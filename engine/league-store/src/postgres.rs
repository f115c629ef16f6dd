//! PostgreSQL league store
//!
//! Every multi-row write runs in one transaction with version-conditional
//! updates, so a roster planned from stale data never overwrites a newer one
//! and a failed trade settlement leaves nothing behind.

use crate::backend::{find_conflict, LeagueStore, NewTradeProposal, RosterWrite, TradeSettlement};
use crate::config::DatabaseConfig;
use crate::error::Result;
use crate::rows::{
    column_list, convert_all, MatchupRow, PlayerRow, RosterRow, TeamRow, TradeProposalRow,
    MATCHUP_FIELDS, PLAYER_FIELDS, ROSTER_FIELDS, TEAM_FIELDS, TRADE_PROPOSAL_FIELDS,
};
use crate::seed::LeagueSeed;
use crate::types::{
    Player, ProposalId, Roster, ScheduledMatchup, Team, TeamId, TradeProposal, TradeStatus,
};
use sqlx::postgres::PgPoolOptions;
use sqlx::{PgPool, Postgres, Transaction};

/// PostgreSQL-backed league store
#[derive(Debug, Clone)]
pub struct PgLeagueStore {
    db_pool: PgPool,
}

impl PgLeagueStore {
    /// Connect, then run migrations
    pub async fn connect(config: &DatabaseConfig) -> Result<Self> {
        let db_pool = PgPoolOptions::new()
            .max_connections(config.max_connections)
            .min_connections(config.min_connections)
            .acquire_timeout(config.acquire_timeout())
            .connect(&config.url)
            .await?;

        sqlx::migrate!("./migrations").run(&db_pool).await?;

        Ok(Self { db_pool })
    }

    /// Wrap an existing pool (migrations are the caller's concern)
    pub fn from_pool(db_pool: PgPool) -> Self {
        Self { db_pool }
    }

    /// Insert the seed's rows when the league tables are empty
    pub async fn seed_if_empty(&self, seed: &LeagueSeed) -> Result<bool> {
        let (teams,): (i64,) = sqlx::query_as("SELECT COUNT(*) FROM teams")
            .fetch_one(&self.db_pool)
            .await?;
        if teams > 0 {
            return Ok(false);
        }

        // Validate before touching the database
        seed.clone().into_entities()?;

        let mut tx = self.db_pool.begin().await?;

        for row in &seed.players {
            sqlx::query(&format!(
                "INSERT INTO players ({}) VALUES ($1, $2, $3, $4, $5, $6, $7)",
                column_list(PLAYER_FIELDS)
            ))
            .bind(row.id)
            .bind(&row.name)
            .bind(&row.position)
            .bind(&row.team)
            .bind(&row.image_url)
            .bind(row.projected_points)
            .bind(&row.weekly_scores)
            .execute(&mut *tx)
            .await?;
        }

        for row in &seed.teams {
            sqlx::query(&format!(
                "INSERT INTO teams ({}) VALUES ($1, $2, $3, $4, $5, $6)",
                column_list(TEAM_FIELDS)
            ))
            .bind(row.id)
            .bind(&row.name)
            .bind(row.wins)
            .bind(row.losses)
            .bind(row.ties)
            .bind(row.points_for)
            .execute(&mut *tx)
            .await?;
        }

        for row in &seed.rosters {
            sqlx::query(&format!(
                "INSERT INTO rosters ({}) VALUES ($1, $2, $3, $4)",
                column_list(ROSTER_FIELDS)
            ))
            .bind(row.team_id)
            .bind(&row.starters)
            .bind(&row.bench)
            .bind(row.version)
            .execute(&mut *tx)
            .await?;
        }

        for row in &seed.schedule {
            sqlx::query(&format!(
                "INSERT INTO schedule ({}) VALUES ($1, $2, $3)",
                column_list(MATCHUP_FIELDS)
            ))
            .bind(row.week)
            .bind(row.team1_id)
            .bind(row.team2_id)
            .execute(&mut *tx)
            .await?;
        }

        tx.commit().await?;

        tracing::info!(
            "Seeded league database: {} players, {} teams",
            seed.players.len(),
            seed.teams.len()
        );

        Ok(true)
    }

    /// Version-conditional roster writes inside an open transaction
    ///
    /// Every roster row is locked first, in team order, so ownership can be
    /// checked league-wide before anything is updated.
    async fn write_rosters(
        tx: &mut Transaction<'_, Postgres>,
        rosters: &[Roster],
    ) -> Result<RosterWrite> {
        let rows: Vec<RosterRow> = sqlx::query_as(&format!(
            "SELECT {} FROM rosters ORDER BY team_id FOR UPDATE",
            column_list(ROSTER_FIELDS)
        ))
        .fetch_all(&mut **tx)
        .await?;
        let stored: Vec<Roster> = convert_all(rows)?;

        for roster in rosters {
            match stored.iter().find(|s| s.team_id == roster.team_id) {
                None => return Ok(RosterWrite::Missing(roster.team_id)),
                Some(current) if current.version != roster.version => {
                    return Ok(RosterWrite::Stale {
                        team_id: roster.team_id,
                        expected: roster.version,
                        actual: current.version,
                    });
                }
                Some(_) => {}
            }
        }

        let mut after: Vec<&Roster> = stored
            .iter()
            .filter(|s| rosters.iter().all(|r| r.team_id != s.team_id))
            .collect();
        after.extend(rosters.iter());
        if let Some(conflict) = find_conflict(&after) {
            return Ok(conflict);
        }

        let mut written = Vec::with_capacity(rosters.len());
        for roster in rosters {
            let row = RosterRow::from(roster);
            sqlx::query(
                "UPDATE rosters SET starters = $1, bench = $2, version = version + 1 \
                 WHERE team_id = $3 AND version = $4",
            )
            .bind(&row.starters)
            .bind(&row.bench)
            .bind(row.team_id)
            .bind(row.version)
            .execute(&mut **tx)
            .await?;

            written.push(Roster { version: roster.version + 1, ..roster.clone() });
        }

        Ok(RosterWrite::Applied(written))
    }
}

#[async_trait::async_trait]
impl LeagueStore for PgLeagueStore {
    async fn load_players(&self) -> Result<Vec<Player>> {
        let rows: Vec<PlayerRow> = sqlx::query_as(&format!(
            "SELECT {} FROM players ORDER BY id",
            column_list(PLAYER_FIELDS)
        ))
        .fetch_all(&self.db_pool)
        .await?;
        convert_all(rows)
    }

    async fn load_teams(&self) -> Result<Vec<Team>> {
        let rows: Vec<TeamRow> =
            sqlx::query_as(&format!("SELECT {} FROM teams ORDER BY id", column_list(TEAM_FIELDS)))
                .fetch_all(&self.db_pool)
                .await?;
        convert_all(rows)
    }

    async fn load_rosters(&self) -> Result<Vec<Roster>> {
        let rows: Vec<RosterRow> = sqlx::query_as(&format!(
            "SELECT {} FROM rosters ORDER BY team_id",
            column_list(ROSTER_FIELDS)
        ))
        .fetch_all(&self.db_pool)
        .await?;
        convert_all(rows)
    }

    async fn load_schedule(&self) -> Result<Vec<ScheduledMatchup>> {
        let rows: Vec<MatchupRow> = sqlx::query_as(&format!(
            "SELECT {} FROM schedule ORDER BY week, team1_id",
            column_list(MATCHUP_FIELDS)
        ))
        .fetch_all(&self.db_pool)
        .await?;
        convert_all(rows)
    }

    async fn load_trade_proposals(&self) -> Result<Vec<TradeProposal>> {
        let rows: Vec<TradeProposalRow> = sqlx::query_as(&format!(
            "SELECT {} FROM trade_proposals ORDER BY id",
            column_list(TRADE_PROPOSAL_FIELDS)
        ))
        .fetch_all(&self.db_pool)
        .await?;
        convert_all(rows)
    }

    async fn load_roster(&self, team_id: TeamId) -> Result<Option<Roster>> {
        let row: Option<RosterRow> = sqlx::query_as(&format!(
            "SELECT {} FROM rosters WHERE team_id = $1",
            column_list(ROSTER_FIELDS)
        ))
        .bind(team_id.0)
        .fetch_optional(&self.db_pool)
        .await?;
        row.map(Roster::try_from).transpose()
    }

    async fn load_trade_proposal(&self, id: ProposalId) -> Result<Option<TradeProposal>> {
        let row: Option<TradeProposalRow> = sqlx::query_as(&format!(
            "SELECT {} FROM trade_proposals WHERE id = $1",
            column_list(TRADE_PROPOSAL_FIELDS)
        ))
        .bind(id.0)
        .fetch_optional(&self.db_pool)
        .await?;
        row.map(TradeProposal::try_from).transpose()
    }

    async fn update_rosters(&self, rosters: &[Roster]) -> Result<RosterWrite> {
        let mut tx = self.db_pool.begin().await?;
        let outcome = Self::write_rosters(&mut tx, rosters).await?;

        if matches!(outcome, RosterWrite::Applied(_)) {
            tx.commit().await?;
        } else {
            tx.rollback().await?;
        }

        Ok(outcome)
    }

    async fn insert_trade_proposal(&self, proposal: NewTradeProposal) -> Result<TradeProposal> {
        let offered: Vec<i64> = proposal.offered.iter().map(|id| id.0).collect();
        let requested: Vec<i64> = proposal.requested.iter().map(|id| id.0).collect();

        let row: TradeProposalRow = sqlx::query_as(&format!(
            "INSERT INTO trade_proposals \
             (proposing_team_id, receiving_team_id, offered_player_ids, requested_player_ids, status, created_at) \
             VALUES ($1, $2, $3, $4, $5, NOW()) RETURNING {}",
            column_list(TRADE_PROPOSAL_FIELDS)
        ))
        .bind(proposal.proposing_team_id.0)
        .bind(proposal.receiving_team_id.0)
        .bind(&offered)
        .bind(&requested)
        .bind(TradeStatus::Pending.as_str())
        .fetch_one(&self.db_pool)
        .await?;

        TradeProposal::try_from(row)
    }

    async fn set_trade_status(
        &self,
        id: ProposalId,
        from: TradeStatus,
        to: TradeStatus,
    ) -> Result<bool> {
        let result = sqlx::query("UPDATE trade_proposals SET status = $1 WHERE id = $2 AND status = $3")
            .bind(to.as_str())
            .bind(id.0)
            .bind(from.as_str())
            .execute(&self.db_pool)
            .await?;

        Ok(result.rows_affected() == 1)
    }

    async fn settle_trade(&self, id: ProposalId, rosters: &[Roster]) -> Result<TradeSettlement> {
        let mut tx = self.db_pool.begin().await?;

        // Row lock so a concurrent reject cannot interleave with the settlement
        let row: Option<TradeProposalRow> = sqlx::query_as(&format!(
            "SELECT {} FROM trade_proposals WHERE id = $1 FOR UPDATE",
            column_list(TRADE_PROPOSAL_FIELDS)
        ))
        .bind(id.0)
        .fetch_optional(&mut *tx)
        .await?;

        let mut proposal = match row {
            None => {
                tx.rollback().await?;
                return Ok(TradeSettlement::ProposalMissing);
            }
            Some(row) => TradeProposal::try_from(row)?,
        };

        if !proposal.is_pending() {
            tx.rollback().await?;
            return Ok(TradeSettlement::NotPending(proposal.status));
        }

        let written = match Self::write_rosters(&mut tx, rosters).await? {
            RosterWrite::Applied(written) => written,
            rejected => {
                tx.rollback().await?;
                return Ok(TradeSettlement::Rosters(rejected));
            }
        };

        sqlx::query("UPDATE trade_proposals SET status = $1 WHERE id = $2")
            .bind(TradeStatus::Accepted.as_str())
            .bind(id.0)
            .execute(&mut *tx)
            .await?;

        tx.commit().await?;

        proposal.status = TradeStatus::Accepted;
        Ok(TradeSettlement::Settled { proposal, rosters: written })
    }
}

════════════════

Work instructions » From the data above, count the lines that hold the string "RosterRow". Reply with only that number.

Written solution » 5